North Hatley, Quebec taken with a different president (and his wife). Bill and Hillary Clinton are spending the week in the Eastern Townships, probably wondering why people there put up American flags. Bill hopes to spend his birthday on Saturday with verified friend Jean Chrétien. (That is, if Chrétien ever bothers to return his calls.)

Hudson’s Bay takes down an even more contentious symbol than Ivanka Trump’s clothing line. The department store still sells products branded by the First Daughter despite protests, but after months of requests to remove its downtown Montreal plaque commemorating the memory of Confederate States president Jefferson Davis, the company sensed it was the right time to take it down. The store at Union Street was once the location of the home of John Lovell, who gave refuge to Davis at the end of the Civil War in 1867.

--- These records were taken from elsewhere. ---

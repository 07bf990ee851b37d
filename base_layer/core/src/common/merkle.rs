// Copyright 2024. The Jarrah Project
//
// Redistribution and use in source and binary forms, with or without modification, are permitted provided that the
// following conditions are met:
//
// 1. Redistributions of source code must retain the above copyright notice, this list of conditions and the following
// disclaimer.
//
// 2. Redistributions in binary form must reproduce the above copyright notice, this list of conditions and the
// following disclaimer in the documentation and/or other materials provided with the distribution.
//
// 3. Neither the name of the copyright holder nor the names of its contributors may be used to endorse or promote
// products derived from this software without specific prior written permission.
//
// THIS SOFTWARE IS PROVIDED BY THE COPYRIGHT HOLDERS AND CONTRIBUTORS "AS IS" AND ANY EXPRESS OR IMPLIED WARRANTIES,
// INCLUDING, BUT NOT LIMITED TO, THE IMPLIED WARRANTIES OF MERCHANTABILITY AND FITNESS FOR A PARTICULAR PURPOSE ARE
// DISCLAIMED. IN NO EVENT SHALL THE COPYRIGHT HOLDER OR CONTRIBUTORS BE LIABLE FOR ANY DIRECT, INDIRECT, INCIDENTAL,
// SPECIAL, EXEMPLARY, OR CONSEQUENTIAL DAMAGES (INCLUDING, BUT NOT LIMITED TO, PROCUREMENT OF SUBSTITUTE GOODS OR
// SERVICES; LOSS OF USE, DATA, OR PROFITS; OR BUSINESS INTERRUPTION) HOWEVER CAUSED AND ON ANY THEORY OF LIABILITY,
// WHETHER IN CONTRACT, STRICT LIABILITY, OR TORT (INCLUDING NEGLIGENCE OR OTHERWISE) ARISING IN ANY WAY OUT OF THE
// USE OF THIS SOFTWARE, EVEN IF ADVISED OF THE POSSIBILITY OF SUCH DAMAGE.

use jarrah_common_types::types::FixedHash;
use sha2::{Digest, Sha256};

/// Computes the merkle root of an ordered sequence of byte strings.
///
/// Leaves are hashed with SHA-256, then layers are folded by hashing the concatenation of each
/// pair. A layer of odd length duplicates its last element. The empty sequence has the all-zero
/// root, which is how a block with no transactions commits to its (empty) body.
pub fn merkle_root<T: AsRef<[u8]>>(leaves: &[T]) -> FixedHash {
    if leaves.is_empty() {
        return FixedHash::zero();
    }

    let mut layer: Vec<[u8; 32]> = leaves.iter().map(|leaf| sha256(leaf.as_ref())).collect();
    while layer.len() > 1 {
        if layer.len() % 2 == 1 {
            layer.push(*layer.last().expect("layer is non-empty"));
        }
        layer = layer
            .chunks(2)
            .map(|pair| {
                let mut hasher = Sha256::new();
                hasher.update(pair[0]);
                hasher.update(pair[1]);
                hasher.finalize().into()
            })
            .collect();
    }

    FixedHash::from(layer[0])
}

fn sha256(bytes: &[u8]) -> [u8; 32] {
    Sha256::digest(bytes).into()
}

#[cfg(test)]
mod tests {
    use super::*;

    fn hash_pair(a: &[u8; 32], b: &[u8; 32]) -> [u8; 32] {
        let mut hasher = Sha256::new();
        hasher.update(a);
        hasher.update(b);
        hasher.finalize().into()
    }

    #[test]
    fn empty_sequence_is_zero_root() {
        let leaves: Vec<Vec<u8>> = vec![];
        assert_eq!(merkle_root(&leaves), FixedHash::zero());
    }

    #[test]
    fn single_leaf_is_its_hash() {
        let root = merkle_root(&[b"transaction".to_vec()]);
        assert_eq!(root, FixedHash::from(sha256(b"transaction")));
    }

    #[test]
    fn two_leaves_fold_once() {
        let a = sha256(b"a");
        let b = sha256(b"b");
        let expected = FixedHash::from(hash_pair(&a, &b));
        assert_eq!(merkle_root(&[b"a".to_vec(), b"b".to_vec()]), expected);
    }

    #[test]
    fn odd_layer_duplicates_last_element() {
        let a = sha256(b"a");
        let b = sha256(b"b");
        let c = sha256(b"c");
        let left = hash_pair(&a, &b);
        let right = hash_pair(&c, &c);
        let expected = FixedHash::from(hash_pair(&left, &right));
        assert_eq!(merkle_root(&[b"a".to_vec(), b"b".to_vec(), b"c".to_vec()]), expected);
    }

    #[test]
    fn root_is_order_sensitive() {
        let ab = merkle_root(&[b"a".to_vec(), b"b".to_vec()]);
        let ba = merkle_root(&[b"b".to_vec(), b"a".to_vec()]);
        assert_ne!(ab, ba);
    }
}
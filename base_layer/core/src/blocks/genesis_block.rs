// Copyright 2024. The Jarrah Project
//
// Redistribution and use in source and binary forms, with or without modification, are permitted provided that the
// following conditions are met:
//
// 1. Redistributions of source code must retain the above copyright notice, this list of conditions and the following
// disclaimer.
//
// 2. Redistributions in binary form must reproduce the above copyright notice, this list of conditions and the
// following disclaimer in the documentation and/or other materials provided with the distribution.
//
// 3. Neither the name of the copyright holder nor the names of its contributors may be used to endorse or promote
// products derived from this software without specific prior written permission.
//
// THIS SOFTWARE IS PROVIDED BY THE COPYRIGHT HOLDERS AND CONTRIBUTORS "AS IS" AND ANY EXPRESS OR IMPLIED WARRANTIES,
// INCLUDING, BUT NOT LIMITED TO, THE IMPLIED WARRANTIES OF MERCHANTABILITY AND FITNESS FOR A PARTICULAR PURPOSE ARE
// DISCLAIMED. IN NO EVENT SHALL THE COPYRIGHT HOLDER OR CONTRIBUTORS BE LIABLE FOR ANY DIRECT, INDIRECT, INCIDENTAL,
// SPECIAL, EXEMPLARY, OR CONSEQUENTIAL DAMAGES (INCLUDING, BUT NOT LIMITED TO, PROCUREMENT OF SUBSTITUTE GOODS OR
// SERVICES; LOSS OF USE, DATA, OR PROFITS; OR BUSINESS INTERRUPTION) HOWEVER CAUSED AND ON ANY THEORY OF LIABILITY,
// WHETHER IN CONTRACT, STRICT LIABILITY, OR TORT (INCLUDING NEGLIGENCE OR OTHERWISE) ARISING IN ANY WAY OUT OF THE
// USE OF THIS SOFTWARE, EVEN IF ADVISED OF THE POSSIBILITY OF SUCH DAMAGE.

use jarrah_common_types::types::BlockHash;
use primitive_types::U256;

use crate::{
    blocks::{Block, RawBlock},
    consensus::ConsensusConstants,
    proof_of_work::Epoch,
};

/// The network form of the genesis block: all-zero parent, timestamp zero, no transactions, zero
/// nonce. Its stored identity is the *configured* genesis hash, not the hash of these fields, so
/// that a network can pin any identity it likes.
pub fn get_genesis_raw_block(_constants: &ConsensusConstants) -> RawBlock {
    RawBlock::new(BlockHash::zero(), 0, Vec::new())
}

/// The stored form of the genesis block. Accumulated work starts at the sentinel value 1; every
/// descendant adds its own work on top.
pub fn get_genesis_block(constants: &ConsensusConstants) -> Block {
    let raw = get_genesis_raw_block(constants);
    let epoch = Epoch::genesis(constants);
    let size_bytes = raw.size_bytes();
    Block {
        parent_hash: raw.parent_hash,
        timestamp: raw.timestamp,
        num_transactions: raw.num_transactions,
        transactions_merkle_root: raw.transactions_merkle_root,
        nonce: raw.nonce,
        graffiti: raw.graffiti,
        transactions: raw.transactions,
        height: 0,
        epoch_id: epoch.id(),
        work: U256::one(),
        accumulated_work: U256::one(),
        size_bytes,
        hash: constants.genesis_block_hash(),
    }
}
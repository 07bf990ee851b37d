// Copyright 2024. The Jarrah Project
//
// Redistribution and use in source and binary forms, with or without modification, are permitted provided that the
// following conditions are met:
//
// 1. Redistributions of source code must retain the above copyright notice, this list of conditions and the following
// disclaimer.
//
// 2. Redistributions in binary form must reproduce the above copyright notice, this list of conditions and the
// following disclaimer in the documentation and/or other materials provided with the distribution.
//
// 3. Neither the name of the copyright holder nor the names of its contributors may be used to endorse or promote
// products derived from this software without specific prior written permission.
//
// THIS SOFTWARE IS PROVIDED BY THE COPYRIGHT HOLDERS AND CONTRIBUTORS "AS IS" AND ANY EXPRESS OR IMPLIED WARRANTIES,
// INCLUDING, BUT NOT LIMITED TO, THE IMPLIED WARRANTIES OF MERCHANTABILITY AND FITNESS FOR A PARTICULAR PURPOSE ARE
// DISCLAIMED. IN NO EVENT SHALL THE COPYRIGHT HOLDER OR CONTRIBUTORS BE LIABLE FOR ANY DIRECT, INDIRECT, INCIDENTAL,
// SPECIAL, EXEMPLARY, OR CONSEQUENTIAL DAMAGES (INCLUDING, BUT NOT LIMITED TO, PROCUREMENT OF SUBSTITUTE GOODS OR
// SERVICES; LOSS OF USE, DATA, OR PROFITS; OR BUSINESS INTERRUPTION) HOWEVER CAUSED AND ON ANY THEORY OF LIABILITY,
// WHETHER IN CONTRACT, STRICT LIABILITY, OR TORT (INCLUDING NEGLIGENCE OR OTHERWISE) ARISING IN ANY WAY OUT OF THE
// USE OF THIS SOFTWARE, EVEN IF ADVISED OF THE POSSIBILITY OF SUCH DAMAGE.

mod block_validator;
mod error;

pub use block_validator::{BlockValidator, CandidateBlock};
pub use error::ValidationError;
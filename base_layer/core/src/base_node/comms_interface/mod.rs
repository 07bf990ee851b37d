// Copyright 2024. The Jarrah Project
//
// Redistribution and use in source and binary forms, with or without modification, are permitted provided that the
// following conditions are met:
//
// 1. Redistributions of source code must retain the above copyright notice, this list of conditions and the following
// disclaimer.
//
// 2. Redistributions in binary form must reproduce the above copyright notice, this list of conditions and the
// following disclaimer in the documentation and/or other materials provided with the distribution.
//
// 3. Neither the name of the copyright holder nor the names of its contributors may be used to endorse or promote
// products derived from this software without specific prior written permission.
//
// THIS SOFTWARE IS PROVIDED BY THE COPYRIGHT HOLDERS AND CONTRIBUTORS "AS IS" AND ANY EXPRESS OR IMPLIED WARRANTIES,
// INCLUDING, BUT NOT LIMITED TO, THE IMPLIED WARRANTIES OF MERCHANTABILITY AND FITNESS FOR A PARTICULAR PURPOSE ARE
// DISCLAIMED. IN NO EVENT SHALL THE COPYRIGHT HOLDER OR CONTRIBUTORS BE LIABLE FOR ANY DIRECT, INDIRECT, INCIDENTAL,
// SPECIAL, EXEMPLARY, OR CONSEQUENTIAL DAMAGES (INCLUDING, BUT NOT LIMITED TO, PROCUREMENT OF SUBSTITUTE GOODS OR
// SERVICES; LOSS OF USE, DATA, OR PROFITS; OR BUSINESS INTERRUPTION) HOWEVER CAUSED AND ON ANY THEORY OF LIABILITY,
// WHETHER IN CONTRACT, STRICT LIABILITY, OR TORT (INCLUDING NEGLIGENCE OR OTHERWISE) ARISING IN ANY WAY OUT OF THE
// USE OF THIS SOFTWARE, EVEN IF ADVISED OF THE POSSIBILITY OF SUCH DAMAGE.

//! The node's two faces to the network: typed handlers for requests coming in, and a typed
//! request/reply channel for messages going out. The transport that actually ships bytes lives
//! outside this crate and simply drains/feeds these channels.

mod error;
mod inbound_handlers;
mod messages;
mod outbound_interface;

pub use error::CommsInterfaceError;
pub use inbound_handlers::{InboundNodeCommsHandlers, NewBlockOutcome};
pub use messages::{HeartbeatMessage, WireMessage};
pub use outbound_interface::{OutboundMessageRequest, OutboundNodeCommsInterface, OutboundRequest, OutboundResponse};

/// Opaque peer address. The transport decides what it means.
pub type PeerId = String;

/// Upper bound on hashes per `get_blocks` request; servers refuse anything larger.
pub const MAX_BLOCKS_PER_REQUEST: usize = 10;

/// Upper bound on headers served per `get_headers` request.
pub const MAX_HEADERS_PER_REQUEST: usize = 10;
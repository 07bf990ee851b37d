// Copyright 2024. The Jarrah Project
//
// Redistribution and use in source and binary forms, with or without modification, are permitted provided that the
// following conditions are met:
//
// 1. Redistributions of source code must retain the above copyright notice, this list of conditions and the following
// disclaimer.
//
// 2. Redistributions in binary form must reproduce the above copyright notice, this list of conditions and the
// following disclaimer in the documentation and/or other materials provided with the distribution.
//
// 3. Neither the name of the copyright holder nor the names of its contributors may be used to endorse or promote
// products derived from this software without specific prior written permission.
//
// THIS SOFTWARE IS PROVIDED BY THE COPYRIGHT HOLDERS AND CONTRIBUTORS "AS IS" AND ANY EXPRESS OR IMPLIED WARRANTIES,
// INCLUDING, BUT NOT LIMITED TO, THE IMPLIED WARRANTIES OF MERCHANTABILITY AND FITNESS FOR A PARTICULAR PURPOSE ARE
// DISCLAIMED. IN NO EVENT SHALL THE COPYRIGHT HOLDER OR CONTRIBUTORS BE LIABLE FOR ANY DIRECT, INDIRECT, INCIDENTAL,
// SPECIAL, EXEMPLARY, OR CONSEQUENTIAL DAMAGES (INCLUDING, BUT NOT LIMITED TO, PROCUREMENT OF SUBSTITUTE GOODS OR
// SERVICES; LOSS OF USE, DATA, OR PROFITS; OR BUSINESS INTERRUPTION) HOWEVER CAUSED AND ON ANY THEORY OF LIABILITY,
// WHETHER IN CONTRACT, STRICT LIABILITY, OR TORT (INCLUDING NEGLIGENCE OR OTHERWISE) ARISING IN ANY WAY OUT OF THE
// USE OF THIS SOFTWARE, EVEN IF ADVISED OF THE POSSIBILITY OF SUCH DAMAGE.

use std::fmt::{Display, Formatter};

use jarrah_common_types::types::{BlockHash, FixedHash};
use primitive_types::U256;

use crate::{
    blocks::{BlockHeader, RawBlock},
    transactions::RawTransaction,
};

/// A block as stored in the DAG: the network form plus the metadata derived at acceptance time.
/// Stored blocks are never mutated or deleted.
#[derive(Clone, PartialEq, Eq, Debug)]
pub struct Block {
    pub parent_hash: BlockHash,
    pub timestamp: u64,
    pub num_transactions: u64,
    pub transactions_merkle_root: FixedHash,
    pub nonce: FixedHash,
    pub graffiti: FixedHash,
    pub transactions: Vec<RawTransaction>,

    /// Distance from genesis along the parent chain.
    pub height: u64,
    /// The difficulty epoch this block was validated under.
    pub epoch_id: String,
    /// This block's own contribution, `2^256 / (hash + 1)`.
    pub work: U256,
    /// Work summed from genesis to this block; the chain selection metric.
    pub accumulated_work: U256,
    pub size_bytes: u64,
    pub hash: BlockHash,
}

impl Block {
    pub fn header(&self) -> BlockHeader {
        BlockHeader {
            parent_hash: self.parent_hash,
            timestamp: self.timestamp,
            num_transactions: self.num_transactions,
            transactions_merkle_root: self.transactions_merkle_root,
            nonce: self.nonce,
            graffiti: self.graffiti,
        }
    }

    /// Strips the derived metadata back off, e.g. for re-gossip.
    pub fn to_raw(&self) -> RawBlock {
        RawBlock {
            parent_hash: self.parent_hash,
            timestamp: self.timestamp,
            num_transactions: self.num_transactions,
            transactions_merkle_root: self.transactions_merkle_root,
            nonce: self.nonce,
            graffiti: self.graffiti,
            transactions: self.transactions.clone(),
        }
    }

    pub fn is_genesis(&self) -> bool {
        self.height == 0
    }
}

impl Display for Block {
    fn fmt(&self, f: &mut Formatter<'_>) -> std::fmt::Result {
        write!(
            f,
            "Block #{} {} (parent {}, {} txs, acc_work {})",
            self.height, self.hash, self.parent_hash, self.num_transactions, self.accumulated_work
        )
    }
}
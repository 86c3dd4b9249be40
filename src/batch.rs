//! Batch collection and validation
//!
//! Collects the file paths arriving on the record stream and, at stream
//! close, checks that they form a homogeneous batch of a supported
//! semi-structured format. The batch is append-only while the stream is
//! open and consumed exactly once at close.

use std::collections::BTreeSet;
use thiserror::Error;

/// File formats the load command accepts (membership is case-insensitive)
pub const SUPPORTED_FILE_TYPES: &[&str] = &["json", "xml", "parquet", "avro", "orc"];

/// Errors raised when validating a frozen batch.
///
/// All are fatal at stream close; no warehouse interaction is attempted.
#[derive(Debug, Clone, Error, PartialEq, Eq)]
pub enum BatchError {
    /// No non-empty record values arrived
    #[error("No records to process")]
    EmptyBatch,

    /// The batch carries more than one distinct file extension
    #[error("You may only upload one file type into a table")]
    MixedFileTypes,

    /// The batch's sole extension is not a supported format
    #[error("{0} is not a supported file type")]
    UnsupportedFileType(String),
}

/// Result type for batch operations
pub type BatchResult<T> = Result<T, BatchError>;

/// Ordered collection of file paths from one run's record stream.
#[derive(Debug, Clone, Default)]
pub struct Batch {
    paths: Vec<String>,
}

impl Batch {
    /// Create an empty batch.
    pub fn new() -> Self {
        Self::default()
    }

    /// Record one incoming value of the mapped data field.
    ///
    /// Absent or empty values are ignored: they neither append nor count.
    pub fn push(&mut self, value: Option<&str>) {
        if let Some(path) = value
            && !path.is_empty()
        {
            self.paths.push(path.to_string());
        }
    }

    /// Number of records counted, one per collected path.
    pub fn records(&self) -> usize {
        self.paths.len()
    }

    /// Collected paths, in arrival order.
    pub fn paths(&self) -> &[String] {
        &self.paths
    }

    /// Number of collected paths.
    pub fn len(&self) -> usize {
        self.paths.len()
    }

    /// Check if nothing was collected.
    pub fn is_empty(&self) -> bool {
        self.paths.is_empty()
    }

    /// Validate the frozen batch and return its file type.
    ///
    /// The extension set is built case-preserved (so `a.json` and `b.JSON`
    /// count as mixed); the returned value is the lowercased form, which is
    /// the only one the load command uses.
    pub fn validate(&self) -> BatchResult<String> {
        if self.paths.is_empty() {
            return Err(BatchError::EmptyBatch);
        }

        let extensions: BTreeSet<&str> = self.paths.iter().map(|p| extension_of(p)).collect();
        if extensions.len() != 1 {
            return Err(BatchError::MixedFileTypes);
        }

        let ext = extensions.into_iter().next().unwrap_or_default();
        let lowered = ext.to_lowercase();
        if !SUPPORTED_FILE_TYPES.contains(&lowered.as_str()) {
            return Err(BatchError::UnsupportedFileType(ext.to_string()));
        }

        Ok(lowered)
    }
}

/// Extension of a path: the text after the last `.` of the final component,
/// case preserved. A component without an extension (including dotfiles)
/// contributes the empty string.
fn extension_of(path: &str) -> &str {
    let base = path.rsplit(['/', '\\']).next().unwrap_or(path);
    let trimmed = base.trim_start_matches('.');
    match trimmed.rfind('.') {
        Some(idx) => &trimmed[idx + 1..],
        None => "",
    }
}

#[cfg(test)]
mod tests {
    use super::*;

    #[test]
    fn test_push_skips_absent_and_empty_values() {
        let mut batch = Batch::new();
        batch.push(None);
        batch.push(Some(""));
        batch.push(Some("/data/a.json"));
        assert_eq!(batch.records(), 1);
        assert_eq!(batch.paths(), &["/data/a.json".to_string()]);
        assert_eq!(batch.records(), batch.paths().len());
    }

    #[test]
    fn test_push_preserves_arrival_order() {
        let mut batch = Batch::new();
        batch.push(Some("b.json"));
        batch.push(Some("a.json"));
        assert_eq!(batch.paths(), &["b.json".to_string(), "a.json".to_string()]);
    }

    #[test]
    fn test_empty_batch() {
        let batch = Batch::new();
        assert_eq!(batch.validate(), Err(BatchError::EmptyBatch));
    }

    #[test]
    fn test_single_supported_extension() {
        let mut batch = Batch::new();
        batch.push(Some("/data/a.json"));
        batch.push(Some("C:\\data\\b.json"));
        assert_eq!(batch.validate().unwrap(), "json");
    }

    #[test]
    fn test_extension_lowercased_on_success() {
        let mut batch = Batch::new();
        batch.push(Some("a.JSON"));
        assert_eq!(batch.validate().unwrap(), "json");
    }

    #[test]
    fn test_mixed_extensions() {
        let mut batch = Batch::new();
        batch.push(Some("a.json"));
        batch.push(Some("b.xml"));
        assert_eq!(batch.validate(), Err(BatchError::MixedFileTypes));
    }

    #[test]
    fn test_same_extension_differing_case_counts_as_mixed() {
        let mut batch = Batch::new();
        batch.push(Some("a.json"));
        batch.push(Some("b.JSON"));
        assert_eq!(batch.validate(), Err(BatchError::MixedFileTypes));
    }

    #[test]
    fn test_unsupported_extension_keeps_original_case() {
        let mut batch = Batch::new();
        batch.push(Some("a.CSV"));
        let err = batch.validate().unwrap_err();
        assert_eq!(err, BatchError::UnsupportedFileType("CSV".to_string()));
        assert_eq!(err.to_string(), "CSV is not a supported file type");
    }

    #[test]
    fn test_path_without_extension_is_unsupported() {
        let mut batch = Batch::new();
        batch.push(Some("/data/readme"));
        assert_eq!(
            batch.validate(),
            Err(BatchError::UnsupportedFileType(String::new()))
        );
    }

    #[test]
    fn test_extension_of_edge_cases() {
        assert_eq!(extension_of("/data/a.json"), "json");
        assert_eq!(extension_of("C:\\data\\b.parquet"), "parquet");
        assert_eq!(extension_of("archive.tar.gz"), "gz");
        assert_eq!(extension_of("/data/readme"), "");
        assert_eq!(extension_of("/data/.bashrc"), "");
        assert_eq!(extension_of("/dotted.dir/readme"), "");
    }
}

Three freelance contributors quit The Rebel this week. Brian Lilley's resignation from Ezra Levant’s firm was less than cordial—and he has deleted his diplomatic departure statement. Barbara Kay and John Robson have now followed Lilley out the door, while other pundits pen premature obituaries for this unregulated producer of free content. It seems Candice Malcolm is sticking around, though she just published a Facebook post that's explicity critical of Rebel sympathies for the idea of “white genocide.”

Margaret Wente doesn’t sound like she wants to learn how to code. “Coding can be a lot of fun,” proclaims the Globe and Mail columnist. “But does the future of our children and our nation depend on it? Give me a break.” In the wake of the Google manifesto firestorm, this rant earned Wente a new dimension of backlash, in part because of her belief that coding is just a fancy way of telling a computer what to do. “It’s irrelevant for the most of us,” she writes. “There are a million apps for that.”

Deadmau5 spent $15,350 for some 1998-style Szechuan dipping sauce made for McNuggets. Mouse-headed Niagara Falls DJ Joel Zimmerman might've never figured out how to have hit records like Drake, but his social media stunts can still make headlines, including some recent photos of his pyrotechnic wedding. Cash gifts no doubt helped offset the eBay bill for one of four Mulan-branded bottles of Szechuan McNugget sauce, a throwback delicacy that McDonald’s reproduced for a contest tied to the cartoon Rick and Morty.

Cost of higher minimum wage is not exactly as advertised. The Ontario Chamber of Commerce got some ink for claiming a $15 minimum wage would cost the average household $1,300 a year—but they retracted that statistic after it was disputed. Regardless, grocer Metro is determined to beat back the wage hike with automation. Meanwhile, those laid off without severance from Sears Canada have won a $500,000 hardship fund, which works out to $172 per laid-off employee.

Word of the moment

SIMPLII

President's Choice is getting out of the daily banking business, and CIBC will give it this new name.